**The task:** Reproduce all the data verbatim.

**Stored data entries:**
Segment Open

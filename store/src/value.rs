//! Typed statement arguments.
//!
//! Every value bound into a prepared statement travels as a [`Value`], so
//! condition builders and statement assemblers stay independent of the
//! database driver until execution time.

use chrono::{DateTime, Utc};
use rusqlite::ToSql;
use rusqlite::types::ToSqlOutput;

/// A single statement argument.
///
/// The variant set is closed: repositories only ever bind identifiers,
/// money amounts, names, flags, and timestamps.
#[derive(Debug, Clone, PartialEq)]
pub enum Value {
    Int(i64),
    Real(f64),
    Text(String),
    Bool(bool),
    Timestamp(DateTime<Utc>),
}

impl Value {
    /// Wraps a slice of identifiers for a set filter.
    pub fn ints(values: &[i64]) -> Vec<Value> {
        values.iter().copied().map(Value::Int).collect()
    }

    /// Wraps a slice of strings for a set filter.
    pub fn texts(values: &[String]) -> Vec<Value> {
        values.iter().cloned().map(Value::Text).collect()
    }
}

impl ToSql for Value {
    fn to_sql(&self) -> rusqlite::Result<ToSqlOutput<'_>> {
        match self {
            Value::Int(v) => v.to_sql(),
            Value::Real(v) => v.to_sql(),
            Value::Text(v) => v.to_sql(),
            Value::Bool(v) => v.to_sql(),
            Value::Timestamp(v) => v.to_sql(),
        }
    }
}

impl From<i64> for Value {
    fn from(v: i64) -> Self {
        Value::Int(v)
    }
}

impl From<f64> for Value {
    fn from(v: f64) -> Self {
        Value::Real(v)
    }
}

impl From<&str> for Value {
    fn from(v: &str) -> Self {
        Value::Text(v.to_owned())
    }
}

impl From<String> for Value {
    fn from(v: String) -> Self {
        Value::Text(v)
    }
}

impl From<bool> for Value {
    fn from(v: bool) -> Self {
        Value::Bool(v)
    }
}

impl From<DateTime<Utc>> for Value {
    fn from(v: DateTime<Utc>) -> Self {
        Value::Timestamp(v)
    }
}
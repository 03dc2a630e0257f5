//! Ownership traversal.
//!
//! Users own banks, banks hold accounts, accounts hold transactions.
//! These helpers walk that chain with one query per hop so callers can
//! scope reads and writes to what a user actually owns. Each hop is an
//! independent statement; nothing here is transactional, and a record
//! created between hops may or may not be seen.
//!
//! An owner with nothing at some level yields an empty id list, which
//! the next hop treats as "match nothing", never as "match everything".

use crate::entities::accounts::AccountEntity;
use crate::entities::banks::BankEntity;
use crate::entities::transactions::TransactionEntity;
use crate::error::Result;
use crate::models::{AccountFilter, BankFilter, TransactionFilter};
use crate::repository::Repository;

/// Ids of every bank owned by the user.
pub fn bank_ids_for_user(banks: &Repository<BankEntity>, user_id: i64) -> Result<Vec<i64>> {
    let filter = BankFilter {
        user_id: Some(user_id),
        ..BankFilter::default()
    };
    let banks = banks.get(&filter, &["id"], 0)?;
    Ok(banks.into_iter().map(|b| b.id).collect())
}

/// Ids of every account held at any of the given banks.
pub fn account_ids_for_banks(
    accounts: &Repository<AccountEntity>,
    bank_ids: Vec<i64>,
) -> Result<Vec<i64>> {
    let filter = AccountFilter {
        bank_ids: Some(bank_ids),
        ..AccountFilter::default()
    };
    let accounts = accounts.get(&filter, &["id"], 0)?;
    Ok(accounts.into_iter().map(|a| a.id).collect())
}

/// Ids of every account the user owns, through their banks.
pub fn account_ids_for_user(
    banks: &Repository<BankEntity>,
    accounts: &Repository<AccountEntity>,
    user_id: i64,
) -> Result<Vec<i64>> {
    let bank_ids = bank_ids_for_user(banks, user_id)?;
    account_ids_for_banks(accounts, bank_ids)
}

/// Ids of every transaction on any of the given accounts.
pub fn transaction_ids_for_accounts(
    transactions: &Repository<TransactionEntity>,
    account_ids: Vec<i64>,
) -> Result<Vec<i64>> {
    let filter = TransactionFilter {
        account_ids: Some(account_ids),
        ..TransactionFilter::default()
    };
    let transactions = transactions.get(&filter, &["id"], 0)?;
    Ok(transactions.into_iter().map(|t| t.id).collect())
}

Segment Closed

**Written response:**
filename store/src/value.rs
//! Typed statement arguments.
//!
//! Every value bound into a prepared statement travels as a [`Value`], so
//! condition builders and statement assemblers stay independent of the
//! database driver until execution time.

use chrono::{DateTime, Utc};
use rusqlite::ToSql;
use rusqlite::types::ToSqlOutput;

/// A single statement argument.
///
/// The variant set is closed: repositories only ever bind identifiers,
/// money amounts, names, flags, and timestamps.
#[derive(Debug, Clone, PartialEq)]
pub enum Value {
    Int(i64),
    Real(f64),
    Text(String),
    Bool(bool),
    Timestamp(DateTime<Utc>),
}

impl Value {
    /// Wraps a slice of identifiers for a set filter.
    pub fn ints(values: &[i64]) -> Vec<Value> {
        values.iter().copied().map(Value::Int).collect()
    }

    /// Wraps a slice of strings for a set filter.
    pub fn texts(values: &[String]) -> Vec<Value> {
        values.iter().cloned().map(Value::Text).collect()
    }
}

impl ToSql for Value {
    fn to_sql(&self) -> rusqlite::Result<ToSqlOutput<'_>> {
        match self {
            Value::Int(v) => v.to_sql(),
            Value::Real(v) => v.to_sql(),
            Value::Text(v) => v.to_sql(),
            Value::Bool(v) => v.to_sql(),
            Value::Timestamp(v) => v.to_sql(),
        }
    }
}

impl From<i64> for Value {
    fn from(v: i64) -> Self {
        Value::Int(v)
    }
}

impl From<f64> for Value {
    fn from(v: f64) -> Self {
        Value::Real(v)
    }
}

impl From<&str> for Value {
    fn from(v: &str) -> Self {
        Value::Text(v.to_owned())
    }
}

impl From<String> for Value {
    fn from(v: String) -> Self {
        Value::Text(v)
    }
}

impl From<bool> for Value {
    fn from(v: bool) -> Self {
        Value::Bool(v)
    }
}

impl From<DateTime<Utc>> for Value {
    fn from(v: DateTime<Utc>) -> Self {
        Value::Timestamp(v)
    }
}
repository 03dc2a630e0257f5
//! Ownership traversal.
//!
//! Users own banks, banks hold accounts, accounts hold transactions.
//! These helpers walk that chain with one query per hop so callers can
//! scope reads and writes to what a user actually owns. Each hop is an
//! independent statement; nothing here is transactional, and a record
//! created between hops may or may not be seen.
//!
//! An owner with nothing at some level yields an empty id list, which
//! the next hop treats as "match nothing", never as "match everything".

use crate::entities::accounts::AccountEntity;
use crate::entities::banks::BankEntity;
use crate::entities::transactions::TransactionEntity;
use crate::error::Result;
use crate::models::{AccountFilter, BankFilter, TransactionFilter};
use crate::repository::Repository;

/// Ids of every bank owned by the user.
pub fn bank_ids_for_user(banks: &Repository<BankEntity>, user_id: i64) -> Result<Vec<i64>> {
    let filter = BankFilter {
        user_id: Some(user_id),
        ..BankFilter::default()
    };
    let banks = banks.get(&filter, &["id"], 0)?;
    Ok(banks.into_iter().map(|b| b.id).collect())
}

/// Ids of every account held at any of the given banks.
pub fn account_ids_for_banks(
    accounts: &Repository<AccountEntity>,
    bank_ids: Vec<i64>,
) -> Result<Vec<i64>> {
    let filter = AccountFilter {
        bank_ids: Some(bank_ids),
        ..AccountFilter::default()
    };
    let accounts = accounts.get(&filter, &["id"], 0)?;
    Ok(accounts.into_iter().map(|a| a.id).collect())
}

/// Ids of every account the user owns, through their banks.
pub fn account_ids_for_user(
    banks: &Repository<BankEntity>,
    accounts: &Repository<AccountEntity>,
    user_id: i64,
) -> Result<Vec<i64>> {
    let bank_ids = bank_ids_for_user(banks, user_id)?;
    account_ids_for_banks(accounts, bank_ids)
}

/// Ids of every transaction on any of the given accounts.
pub fn transaction_ids_for_accounts(
    transactions: &Repository<TransactionEntity>,
    account_ids: Vec<i64>,
) -> Result<Vec<i64>> {
    let filter = TransactionFilter {
        account_ids: Some(account_ids),
        ..TransactionFilter::default()
    };
    let transactions = transactions.get(&filter, &["id"], 0)?;
    Ok(transactions.into_iter().map(|t| t.id).collect())
}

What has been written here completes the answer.